In recent years, the small-signal stability of modular multilevel converter (MMC)-based high-voltage direct current (HVDC) systems has garnered significant attention. But little attention has been paid to the impact of extreme temperature weather, although it may change the parameters of outdoor devices and lead to oscillations in a weak system. To explore the impact of environmental temperature on the stability of the MMC-HVDC system, this paper firstly establishes a comprehensive harmonic state space (HSS) model, incorporating the effect of temperature on the impedance of AC and DC transmission lines based on the thermal balance equation. By comparing the theoretical and simulation results, the accuracy of the model is validated. Subsequently, the mechanisms through which extreme temperature conditions affect system stability were analyzed. The results indicate that under extreme high-temperature conditions, the impedance of the MMC is significantly affected, weakening system stability and potentially causing small-signal instability.
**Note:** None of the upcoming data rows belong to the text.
use clap::{Parser, Subcommand, ValueEnum};
use heimdall_acl::config::loader;
use heimdall_acl::dns::{DnsHeader, DomainName};
use heimdall_acl::tsig::{sign_message, unix_now};
use heimdall_acl::{AclDirection, Capabilities, LoadError, Options, QueryFacts};
use std::net::SocketAddr;
use std::path::PathBuf;
use std::process::ExitCode;
use tracing::error;
use tracing_subscriber::EnvFilter;

/// Check configurations and evaluate notify/transfer access lists
#[derive(Parser, Debug)]
#[command(author, version, about, long_about = None)]
struct Args {
    /// Configuration file
    #[arg(
        short,
        long,
        env = "HEIMDALL_ACL_CONFIG",
        default_value = "heimdall-acl.toml"
    )]
    config: PathBuf,

    /// Treat the build as having no IPv6 support
    #[arg(long)]
    no_ipv6: bool,

    /// Treat the build as having no TSIG support
    #[arg(long)]
    no_tsig: bool,

    #[command(subcommand)]
    command: Command,
}

#[derive(Subcommand, Debug)]
enum Command {
    /// Validate the configuration and print a zone summary
    Check,
    /// Evaluate one zone list for a peer
    Eval {
        /// Zone apex
        zone: String,

        /// Which list of the zone to evaluate
        #[arg(value_enum)]
        direction: Direction,

        /// Peer address and port, e.g. 192.0.2.1:53
        peer: SocketAddr,

        /// Hex encoded query message. Defaults to an AXFR (or NOTIFY) for
        /// the zone.
        #[arg(long)]
        query_hex: Option<String>,

        /// Sign the query with this configured key before evaluating
        #[arg(long)]
        sign_with: Option<String>,

        /// Fudge for --sign-with, in seconds
        #[arg(long, default_value = "300")]
        fudge: u16,
    },
}

#[derive(Debug, Clone, Copy, ValueEnum)]
enum Direction {
    AllowNotify,
    RequestXfr,
    Notify,
    ProvideXfr,
}

impl From<Direction> for AclDirection {
    fn from(direction: Direction) -> Self {
        match direction {
            Direction::AllowNotify => AclDirection::AllowNotify,
            Direction::RequestXfr => AclDirection::RequestXfr,
            Direction::Notify => AclDirection::Notify,
            Direction::ProvideXfr => AclDirection::ProvideXfr,
        }
    }
}

fn main() -> ExitCode {
    let filter = EnvFilter::try_from_default_env().unwrap_or_else(|_| EnvFilter::new("info"));
    tracing_subscriber::fmt()
        .with_env_filter(filter)
        .with_writer(std::io::stderr)
        .init();

    let args = Args::parse();
    let mut caps = Capabilities::default();
    if args.no_ipv6 {
        caps = caps.without_ipv6();
    }
    if args.no_tsig {
        caps = caps.without_tsig();
    }

    let options = match loader::load_file(&args.config, caps) {
        Ok(options) => options,
        Err(e) => {
            report_load_error(&e);
            return ExitCode::from(2);
        }
    };

    match args.command {
        Command::Check => {
            check(&options);
            ExitCode::SUCCESS
        }
        Command::Eval {
            zone,
            direction,
            peer,
            query_hex,
            sign_with,
            fudge,
        } => {
            let direction = direction.into();
            match eval(&options, &zone, direction, peer, query_hex, sign_with, fudge) {
                Ok(true) => ExitCode::SUCCESS,
                Ok(false) => ExitCode::from(1),
                Err(message) => {
                    error!("{}", message);
                    ExitCode::from(2)
                }
            }
        }
    }
}

fn report_load_error(e: &LoadError) {
    for diagnostic in e.diagnostics() {
        eprintln!("{}", diagnostic);
    }
    eprintln!("{}", e);
}

fn check(options: &Options) {
    println!(
        "{} zones, {} keys ({} bound)",
        options.zones().count(),
        options.keys().len(),
        options.registry().len()
    );
    for zone in options.zones() {
        let kind = if zone.is_slave() { "slave" } else { "master" };
        println!("zone {} ({}, file {})", zone.apex, kind, zone.zonefile);
        for direction in AclDirection::ALL {
            for entry in zone.acl(direction) {
                println!("    {}: {}", direction, entry);
            }
        }
    }
}

/// A question for the zone: NOTIFY SOA for the notify lists, AXFR otherwise
fn default_query(apex: &DomainName, direction: AclDirection) -> Result<Vec<u8>, String> {
    let notify = matches!(direction, AclDirection::AllowNotify | AclDirection::Notify);
    let header = DnsHeader {
        id: 0x2a2a,
        opcode: if notify { 4 } else { 0 },
        aa: notify,
        qdcount: 1,
        ..Default::default()
    };
    let mut msg = Vec::new();
    header.compose(&mut msg).map_err(|e| e.to_string())?;
    apex.compose(&mut msg);
    let qtype: u16 = if notify { 6 } else { 252 };
    msg.extend_from_slice(&qtype.to_be_bytes());
    msg.extend_from_slice(&1u16.to_be_bytes());
    Ok(msg)
}

fn eval(
    options: &Options,
    zone: &str,
    direction: AclDirection,
    peer: SocketAddr,
    query_hex: Option<String>,
    sign_with: Option<String>,
    fudge: u16,
) -> Result<bool, String> {
    let apex = DomainName::parse(zone).map_err(|e| format!("bad zone name {}: {}", zone, e))?;

    let mut msg = match query_hex {
        Some(text) => hex::decode(text.trim()).map_err(|e| format!("bad query hex: {}", e))?,
        None => default_query(&apex, direction)?,
    };

    if let Some(name) = sign_with {
        let key = options
            .find_key(&name)
            .ok_or_else(|| format!("no key {} configured", name))?
            .tsig_key
            .clone()
            .ok_or_else(|| format!("key {} is not usable", name))?;
        sign_message(&mut msg, &key, unix_now(), fudge).map_err(|e| e.to_string())?;
    }

    let query = QueryFacts::new(peer, msg);
    let verdict = options
        .check_incoming(&apex, direction, &query)
        .ok_or_else(|| format!("zone {} is not configured", apex))?;

    match (verdict.matched, verdict.denial) {
        (Some(index), _) => {
            let reason = verdict.reason.map(|r| r.to_string()).unwrap_or_default();
            println!("allowed: entry {} (first match {})", index, reason);
            Ok(true)
        }
        (None, denial) => {
            let denial = denial.map(|d| d.to_string()).unwrap_or_default();
            match verdict.reason {
                Some(entry) => println!("denied: {} ({})", denial, entry),
                None => println!("denied: {}", denial),
            }
            Ok(false)
        }
    }
}
use crate::tsig::TsigState;
use bytes::Bytes;
use std::net::SocketAddr;

/// What the access layer knows about one received request: who sent it,
/// the raw message, and the TSIG record found in it.
#[derive(Debug, Clone)]
pub struct QueryFacts {
    peer: SocketAddr,
    message: Bytes,
    tsig: TsigState,
}

impl QueryFacts {
    /// Take in a received message and look for its TSIG record.
    pub fn new(peer: SocketAddr, message: impl Into<Bytes>) -> Self {
        let message = message.into();
        let tsig = TsigState::from_message(&message);
        Self {
            peer,
            message,
            tsig,
        }
    }

    /// A request without a message body, and so without TSIG
    pub fn unsigned(peer: SocketAddr) -> Self {
        Self {
            peer,
            message: Bytes::new(),
            tsig: TsigState::NotPresent,
        }
    }

    pub fn peer(&self) -> &SocketAddr {
        &self.peer
    }

    pub fn message(&self) -> &[u8] {
        &self.message
    }

    pub fn tsig(&self) -> &TsigState {
        &self.tsig
    }
}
In contrast, extreme low-temperature conditions show no noticeable impact on system stability.

Suggested Citation

  • Hongling Zhou & Baohong Li & Qin Jiang & Tianqi Liu & Yingmin Zhang & Yue Yin, 2024. "The Extreme Temperature Weather Impact Mechanism Analysis of MMC-HVDC’s Harmonic Impedance and Its Dynamic Stability," Energies, MDPI, vol. 17(23), pages 1-22, December.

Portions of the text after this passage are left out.